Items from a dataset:
>>>

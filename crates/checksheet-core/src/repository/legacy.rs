//! Legacy Schema Migration
//!
//! The first editor prototype saved items with optional `options` and a
//! loosely typed normal value:
//! `{"type": "single_choice" | "range", "selectedOption"?, "min"?: number, "max"?: number}`.
//! These documents are read once and converted to the canonical model.

use serde::Deserialize;
use crate::domain::derivation::on_options_change;
use crate::domain::{CheckItem, ItemId, NormalValue, Pattern, PatternId, ResponseType};

#[derive(Debug, Deserialize)]
pub struct LegacyPattern {
    id: String,
    #[serde(default)]
    name: String,
    #[serde(default)]
    items: Vec<LegacyItem>,
}

#[derive(Debug, Deserialize)]
#[serde(rename_all = "camelCase")]
struct LegacyItem {
    id: String,
    #[serde(default)]
    name: String,
    #[serde(default)]
    response_type: ResponseType,
    #[serde(default)]
    options: Option<Vec<String>>,
    #[serde(default)]
    normal_value: Option<LegacyNormalValue>,
}

#[derive(Debug, Deserialize)]
#[serde(rename_all = "camelCase")]
struct LegacyNormalValue {
    #[serde(rename = "type")]
    kind: LegacyKind,
    #[serde(default)]
    selected_option: Option<String>,
    #[serde(default)]
    min: Option<f64>,
    #[serde(default)]
    max: Option<f64>,
}

#[derive(Debug, Clone, Copy, Deserialize)]
#[serde(rename_all = "snake_case")]
enum LegacyKind {
    SingleChoice,
    Range,
}

/// Convert a legacy collection into canonical patterns
pub fn migrate(patterns: Vec<LegacyPattern>) -> Vec<Pattern> {
    patterns.into_iter().map(migrate_pattern).collect()
}

fn migrate_pattern(pattern: LegacyPattern) -> Pattern {
    Pattern {
        id: PatternId::from(pattern.id),
        name: pattern.name,
        items: pattern.items.into_iter().map(migrate_item).collect(),
    }
}

fn migrate_item(item: LegacyItem) -> CheckItem {
    let response_type = item.response_type;
    let normal_value = item.normal_value.map(|normal| match normal.kind {
        LegacyKind::SingleChoice => NormalValue::SingleChoice {
            selected_option: normal.selected_option.unwrap_or_default(),
        },
        LegacyKind::Range => NormalValue::Range {
            min: render_bound(response_type, normal.min),
            max: render_bound(response_type, normal.max),
        },
    });

    let mut migrated = CheckItem {
        id: ItemId::from(item.id),
        name: item.name,
        response_type,
        options: Vec::new(),
        normal_value,
    };
    if !migrated.is_consistent() {
        migrated.normal_value = NormalValue::initial_for(response_type);
    }
    // Legacy edits never cleared a selection whose option was renamed or removed
    on_options_change(migrated, item.options.unwrap_or_default())
}

/// Temperatures use one decimal place like the candidate list; other values
/// use the shortest decimal form ("36", "36.5")
fn render_bound(response_type: ResponseType, value: Option<f64>) -> String {
    match value {
        Some(v) if response_type == ResponseType::Temperature => format!("{:.1}", v),
        Some(v) => format!("{}", v),
        None => String::new(),
    }
}

#[cfg(test)]
mod tests {
    use super::*;
    use serde_json::json;

    fn parse(value: serde_json::Value) -> Vec<Pattern> {
        migrate(serde_json::from_value(value).unwrap())
    }

    #[test]
    fn test_missing_options_and_normal_value() {
        let patterns = parse(json!([{
            "id": "p1", "name": "パターン1",
            "items": [{"id": "i1", "name": "", "responseType": "free_text"}]
        }]));
        let item = &patterns[0].items[0];
        assert_eq!(item.id.as_str(), "i1");
        assert!(item.options.is_empty());
        assert_eq!(item.normal_value, None);
    }

    #[test]
    fn test_single_choice_without_selection() {
        let patterns = parse(json!([{
            "id": "p1", "name": "パターン1",
            "items": [{
                "id": "i1", "name": "体調", "responseType": "single_choice",
                "options": ["良い", "悪い"], "normalValue": {"type": "single_choice"}
            }]
        }]));
        let item = &patterns[0].items[0];
        assert_eq!(item.options, vec!["良い".to_string(), "悪い".to_string()]);
        assert_eq!(item.normal_value, Some(NormalValue::empty_choice()));
    }

    #[test]
    fn test_stale_selection_is_reset() {
        let patterns = parse(json!([{
            "id": "p1", "name": "パターン1",
            "items": [{
                "id": "i1", "name": "体調", "responseType": "single_choice",
                "options": ["AA", "B"],
                "normalValue": {"type": "single_choice", "selectedOption": "A"}
            }]
        }]));
        let item = &patterns[0].items[0];
        assert_eq!(item.options, vec!["AA".to_string(), "B".to_string()]);
        assert_eq!(item.selected_option(), Some(""));
    }

    #[test]
    fn test_valid_selection_is_kept() {
        let patterns = parse(json!([{
            "id": "p1", "name": "パターン1",
            "items": [{
                "id": "i1", "name": "体調", "responseType": "single_choice",
                "options": ["良い", "悪い"],
                "normalValue": {"type": "single_choice", "selectedOption": "悪い"}
            }]
        }]));
        assert_eq!(patterns[0].items[0].selected_option(), Some("悪い"));
    }

    #[test]
    fn test_mismatched_normal_value_is_reset() {
        let patterns = parse(json!([{
            "id": "p1", "name": "パターン1",
            "items": [
                {"id": "a", "name": "", "responseType": "free_text",
                 "normalValue": {"type": "range", "min": 1}},
                {"id": "b", "name": "", "responseType": "single_choice", "options": ["はい"]},
                {"id": "c", "name": "", "responseType": "temperature",
                 "normalValue": {"type": "single_choice", "selectedOption": "はい"}}
            ]
        }]));
        let items = &patterns[0].items;
        assert_eq!(items[0].normal_value, None);
        assert_eq!(items[1].normal_value, Some(NormalValue::empty_choice()));
        assert_eq!(items[2].normal_value, Some(NormalValue::empty_range()));
        assert!(items.iter().all(CheckItem::is_consistent));
    }

    #[test]
    fn test_numeric_bounds_become_strings() {
        let patterns = parse(json!([{
            "id": "p1", "name": "パターン1",
            "items": [
                {"id": "t", "name": "体温", "responseType": "temperature",
                 "normalValue": {"type": "range", "min": 36, "max": 37.5}},
                {"id": "n", "name": "脈拍", "responseType": "numeric",
                 "normalValue": {"type": "range", "min": 50}}
            ]
        }]));
        let items = &patterns[0].items;
        assert_eq!(
            items[0].normal_value,
            Some(NormalValue::Range { min: "36.0".to_string(), max: "37.5".to_string() })
        );
        assert_eq!(
            items[1].normal_value,
            Some(NormalValue::Range { min: "50".to_string(), max: String::new() })
        );
    }

    #[test]
    fn test_null_bound_is_unset() {
        let patterns = parse(json!([{
            "id": "p1", "name": "パターン1",
            "items": [{"id": "n", "name": "", "responseType": "numeric",
                       "normalValue": {"type": "range", "min": null, "max": 80}}]
        }]));
        assert_eq!(
            patterns[0].items[0].normal_value,
            Some(NormalValue::Range { min: String::new(), max: "80".to_string() })
        );
    }
}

<<<

#### Action item
Checking each line above, count the ones that hold the word "struct" and state the total alone.

#### The completed task
3